La suspensión del acto de apertura del curso universitario por parte del Rector de la Universidad de Zaragoza, acto en el que estaba programada la presencia del ministro de educación del Estado español, José Ignacio Wert, y del príncipe heredero español, Felipe de Borbón, nos enfrenta a muchas preguntas algunas de las cuales quizá fuera conveniente explicitar. En primer lugar, porque, con acto o sin él, el curso se ha abierto, las clases han comenzado a impartirse y todo parece ingresar en la normalidad aterradora que dibuja una educación cada vez más ajustada a la razón neoliberal. Pero también porque, si bien alguien pudiera pensar que la suspensión del acto es un acontecimiento menor y sin excesiva importancia, muy al contrario, ésta supone la emergencia de todo un nuevo escenario, un campo de posibilidades que previamente no existía y, por lo tanto, no podía ser siquiera intuido, apenas imaginado. La primera pregunta pero también la última que se impone no es otra que  la de cómo vivir y aprender sin ese dinosaurio mutante que es y ha sido a lo largo de la Modernidad —e incluso ya desde antes, desde la Edad Media— la institución universitaria. Casi mil años nos separan de la fundación de las primeras universidades occidentales. Sin duda, la universidad se ha demostrado uno de los dispositivos de saber y poder no sólo más persistente de nuestra historia reciente sino también más efectivo. A lo largo de los siglos, ciertamente de maneras variables, a su través se ha organizado tanto la producción de verdad como la selección y distribución de conocimientos, la formación diferencial de las poblaciones y el reparto asimétrico del capital cultural, la gestión, en definitiva, de los procesos de subjetivación y composición social.

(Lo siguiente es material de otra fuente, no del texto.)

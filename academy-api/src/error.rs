/// Error handling for the API server
///
/// All handlers return `Result<T, ApiError>`. Every error becomes the same
/// JSON envelope as a success response, with `success: false`:
///
/// ```json
/// { "success": false, "status": 409, "message": "Email already registered" }
/// ```
///
/// Internal errors are logged and replaced by a generic message.

use axum::{
    extract::{
        multipart::{MultipartError, MultipartRejection},
        rejection::{JsonRejection, QueryRejection},
    },
    http::StatusCode,
    response::{IntoResponse, Response},
    Json,
};
use serde::{Deserialize, Serialize};
use std::fmt;

use academy_shared::auth::{
    authorization::AuthzError,
    credentials::CredentialError,
    federated::FederatedError,
    jwt::JwtError,
    middleware::AuthError,
    password::PasswordError,
};
use academy_shared::models::pagination::PaginationError;
use academy_shared::store::{unique_violation_field, StoreError};

use crate::response::Envelope;

/// API result type alias
pub type ApiResult<T> = Result<T, ApiError>;

/// Unified API error type
#[derive(Debug)]
pub enum ApiError {
    /// Bad request (400)
    BadRequest(String),

    /// Unauthorized (401)
    Unauthorized(String),

    /// Forbidden (403)
    Forbidden(String),

    /// Not found (404)
    NotFound(String),

    /// Conflict (409), e.g. duplicate email
    Conflict(String),

    /// Unprocessable entity (422)
    ValidationError(Vec<ValidationErrorDetail>),

    /// Internal server error (500)
    InternalError(String),

    /// Service unavailable (503)
    ServiceUnavailable(String),
}

/// Validation error detail
#[derive(Debug, Clone, PartialEq, Serialize, Deserialize)]
pub struct ValidationErrorDetail {
    pub field: String,
    pub message: String,
}

impl ApiError {
    pub fn status(&self) -> StatusCode {
        match self {
            ApiError::BadRequest(_) => StatusCode::BAD_REQUEST,
            ApiError::Unauthorized(_) => StatusCode::UNAUTHORIZED,
            ApiError::Forbidden(_) => StatusCode::FORBIDDEN,
            ApiError::NotFound(_) => StatusCode::NOT_FOUND,
            ApiError::Conflict(_) => StatusCode::CONFLICT,
            ApiError::ValidationError(_) => StatusCode::UNPROCESSABLE_ENTITY,
            ApiError::InternalError(_) => StatusCode::INTERNAL_SERVER_ERROR,
            ApiError::ServiceUnavailable(_) => StatusCode::SERVICE_UNAVAILABLE,
        }
    }

    /// Single-field validation failure
    pub fn invalid(field: &str, message: impl Into<String>) -> Self {
        ApiError::ValidationError(vec![ValidationErrorDetail {
            field: field.to_string(),
            message: message.into(),
        }])
    }
}

impl fmt::Display for ApiError {
    fn fmt(&self, f: &mut fmt::Formatter<'_>) -> fmt::Result {
        match self {
            ApiError::BadRequest(msg) => write!(f, "Bad request: {}", msg),
            ApiError::Unauthorized(msg) => write!(f, "Unauthorized: {}", msg),
            ApiError::Forbidden(msg) => write!(f, "Forbidden: {}", msg),
            ApiError::NotFound(msg) => write!(f, "Not found: {}", msg),
            ApiError::Conflict(msg) => write!(f, "Conflict: {}", msg),
            ApiError::ValidationError(errors) => {
                write!(f, "Validation failed: {} errors", errors.len())
            }
            ApiError::InternalError(msg) => write!(f, "Internal error: {}", msg),
            ApiError::ServiceUnavailable(msg) => write!(f, "Service unavailable: {}", msg),
        }
    }
}

impl std::error::Error for ApiError {}

impl IntoResponse for ApiError {
    fn into_response(self) -> Response {
        let status = self.status();

        let (message, details) = match self {
            ApiError::ValidationError(errors) => {
                ("Request validation failed".to_string(), Some(errors))
            }
            ApiError::InternalError(msg) => {
                tracing::error!(error = %msg, "Internal error");
                ("An internal error occurred".to_string(), None)
            }
            ApiError::BadRequest(msg)
            | ApiError::Unauthorized(msg)
            | ApiError::Forbidden(msg)
            | ApiError::NotFound(msg)
            | ApiError::Conflict(msg)
            | ApiError::ServiceUnavailable(msg) => (msg, None),
        };

        let body = Envelope::<()> {
            success: false,
            status: status.as_u16(),
            message: Some(message),
            data: None,
            details,
        };

        (status, Json(body)).into_response()
    }
}

impl From<sqlx::Error> for ApiError {
    fn from(err: sqlx::Error) -> Self {
        if let Some(field) = unique_violation_field(&err) {
            return ApiError::Conflict(format!("{} already exists", field));
        }

        match err {
            sqlx::Error::RowNotFound => ApiError::NotFound("Resource not found".to_string()),
            other => ApiError::InternalError(format!("Database error: {}", other)),
        }
    }
}

impl From<StoreError> for ApiError {
    fn from(err: StoreError) -> Self {
        match err {
            StoreError::Conflict(field) => ApiError::Conflict(format!("{} already exists", field)),
            StoreError::Database(e) => e.into(),
        }
    }
}

impl From<AuthError> for ApiError {
    fn from(err: AuthError) -> Self {
        ApiError::Unauthorized(err.to_string())
    }
}

impl From<AuthzError> for ApiError {
    fn from(err: AuthzError) -> Self {
        ApiError::Forbidden(err.to_string())
    }
}

impl From<CredentialError> for ApiError {
    fn from(err: CredentialError) -> Self {
        match err {
            CredentialError::InvalidFormat(msg) => ApiError::BadRequest(msg),
            CredentialError::Conflict(msg) => ApiError::Conflict(msg),
            CredentialError::Unauthorized(msg) => ApiError::Unauthorized(msg),
            CredentialError::Forbidden(msg) => ApiError::Forbidden(msg),
            CredentialError::NotFound(msg) => ApiError::NotFound(msg),
            CredentialError::Internal(msg) => ApiError::InternalError(msg),
        }
    }
}

impl From<FederatedError> for ApiError {
    fn from(err: FederatedError) -> Self {
        CredentialError::from(err).into()
    }
}

impl From<PasswordError> for ApiError {
    fn from(err: PasswordError) -> Self {
        match err {
            PasswordError::Empty => ApiError::BadRequest(err.to_string()),
            other => ApiError::InternalError(format!("Password operation failed: {}", other)),
        }
    }
}

impl From<JwtError> for ApiError {
    fn from(err: JwtError) -> Self {
        match err {
            JwtError::CreateError(msg) => ApiError::InternalError(msg),
            JwtError::Expired => ApiError::Unauthorized("Token expired".to_string()),
            other => ApiError::Unauthorized(other.to_string()),
        }
    }
}

impl From<PaginationError> for ApiError {
    fn from(err: PaginationError) -> Self {
        ApiError::BadRequest(err.to_string())
    }
}

impl From<validator::ValidationErrors> for ApiError {
    fn from(errors: validator::ValidationErrors) -> Self {
        let details = errors
            .field_errors()
            .iter()
            .flat_map(|(field, errors)| {
                errors.iter().map(move |error| ValidationErrorDetail {
                    field: field.to_string(),
                    message: error
                        .message
                        .as_ref()
                        .map(|m| m.to_string())
                        .unwrap_or_else(|| "Validation failed".to_string()),
                })
            })
            .collect();

        ApiError::ValidationError(details)
    }
}

impl From<JsonRejection> for ApiError {
    fn from(rejection: JsonRejection) -> Self {
        ApiError::BadRequest(rejection.body_text())
    }
}

impl From<QueryRejection> for ApiError {
    fn from(rejection: QueryRejection) -> Self {
        ApiError::BadRequest(rejection.body_text())
    }
}

impl From<MultipartError> for ApiError {
    fn from(err: MultipartError) -> Self {
        ApiError::BadRequest(format!("Invalid multipart body: {}", err.body_text()))
    }
}

impl From<MultipartRejection> for ApiError {
    fn from(rejection: MultipartRejection) -> Self {
        ApiError::BadRequest(rejection.body_text())
    }
}

impl From<crate::uploads::UploadError> for ApiError {
    fn from(err: crate::uploads::UploadError) -> Self {
        ApiError::InternalError(err.to_string())
    }
}

#[cfg(test)]
mod tests {
    use super::*;
    use academy_shared::models::account::Role;
    use academy_shared::auth::authorization::Capability;

    async fn body_json(response: Response) -> serde_json::Value {
        let bytes = axum::body::to_bytes(response.into_body(), usize::MAX)
            .await
            .unwrap();
        serde_json::from_slice(&bytes).unwrap()
    }

    #[test]
    fn test_error_display() {
        let err = ApiError::BadRequest("Invalid input".to_string());
        assert_eq!(err.to_string(), "Bad request: Invalid input");

        let err = ApiError::NotFound("User not found".to_string());
        assert_eq!(err.to_string(), "Not found: User not found");
    }

    #[test]
    fn test_credential_error_status() {
        let cases = [
            (CredentialError::InvalidFormat("x".into()), StatusCode::BAD_REQUEST),
            (CredentialError::Unauthorized("x".into()), StatusCode::UNAUTHORIZED),
            (CredentialError::Forbidden("x".into()), StatusCode::FORBIDDEN),
            (CredentialError::NotFound("x".into()), StatusCode::NOT_FOUND),
            (CredentialError::Conflict("x".into()), StatusCode::CONFLICT),
            (CredentialError::Internal("x".into()), StatusCode::INTERNAL_SERVER_ERROR),
        ];

        for (err, status) in cases {
            assert_eq!(ApiError::from(err).status(), status);
        }
    }

    #[test]
    fn test_gate_errors_are_unauthorized() {
        assert_eq!(
            ApiError::from(AuthError::MissingCredentials).status(),
            StatusCode::UNAUTHORIZED
        );
        assert_eq!(
            ApiError::from(AuthError::InvalidFormat("Basic".into())).status(),
            StatusCode::UNAUTHORIZED
        );
        assert_eq!(
            ApiError::from(AuthzError::InsufficientRole {
                role: Role::Member,
                capability: Capability::ManagePayments,
            })
            .status(),
            StatusCode::FORBIDDEN
        );
    }

    #[test]
    fn test_row_not_found_is_404() {
        assert_eq!(
            ApiError::from(sqlx::Error::RowNotFound).status(),
            StatusCode::NOT_FOUND
        );
        assert_eq!(
            ApiError::from(sqlx::Error::PoolTimedOut).status(),
            StatusCode::INTERNAL_SERVER_ERROR
        );
    }

    #[tokio::test]
    async fn test_error_envelope() {
        let response = ApiError::Conflict("Email already registered".to_string()).into_response();
        assert_eq!(response.status(), StatusCode::CONFLICT);

        let json = body_json(response).await;
        assert_eq!(json["success"], false);
        assert_eq!(json["status"], 409);
        assert_eq!(json["message"], "Email already registered");
        assert!(json.get("data").is_none());
    }

    #[tokio::test]
    async fn test_internal_error_hides_details() {
        let response = ApiError::InternalError("connection refused".to_string()).into_response();
        let json = body_json(response).await;

        assert_eq!(json["status"], 500);
        assert_eq!(json["message"], "An internal error occurred");
    }

    #[tokio::test]
    async fn test_validation_details() {
        let response = ApiError::invalid("name", "Name is required").into_response();
        assert_eq!(response.status(), StatusCode::UNPROCESSABLE_ENTITY);

        let json = body_json(response).await;
        assert_eq!(json["details"][0]["field"], "name");
        assert_eq!(json["details"][0]["message"], "Name is required");
    }
}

Pero, qué ocurre —qué ha ocurrido, qué va a ocurrir— cuando el acto institucional no tiene lugar, qué importancia tiene la supresión del rito que declara abierto el curso universitario. Los rituales tienen una potencia performativa y, por tanto, una efectividad material difícilmente evaluable en sus consecuencias. Cualquier etnólogo sabe hasta qué punto la estabilidad de un orden social se asienta sobre la repetición de rituales codificados. ¿Existirían los cristianos sin el bautismo? ¿Qué diferencia existe entre una pareja casada y una que no lo está? ¿Qué pasa con los seres queridos difuntos que no son despedidos a través de las ceremonias fúnebres? ¿Cómo se compondría el tiempo si no celebrásemos el fin de año, la llegada de la primavera, el solsticio de verano? ¿Sería acaso un tiempo lineal, o seguiría apareciendo como la sucesión de segmentos temporales iguales los unos de los otros y siempre repetidos? ¿Se envejece sin soplar las velas de cumpleaños? Los rituales fijan el sentido y la percepción del tiempo y el espacio: el feminismo nos ha enseñado que incluso la determinación del sexo o la raza, la construcción de nuestros cuerpos y nuestros más íntimos deseos depende de la continuidad de ciertas invocaciones y gestos. El rito tiene efectos constituyentes. En la vida, pero más aún en la universidad, que es poco más que una gran escenografía sin otro sostén que su repetición continuada. La supresión de un rito institucional como es la apertura del curso universitario introduce a toda la institución en un impasse. El curso tiene lugar. Al menos por el momento. Y, sin embargo, nunca ha empezado. Los novios quizá aún vivan juntos por un tiempo, pero no se han casado. Uno de los contrayentes se dio a la fuga el día de la boda. No acudió —no acudirá— al acto.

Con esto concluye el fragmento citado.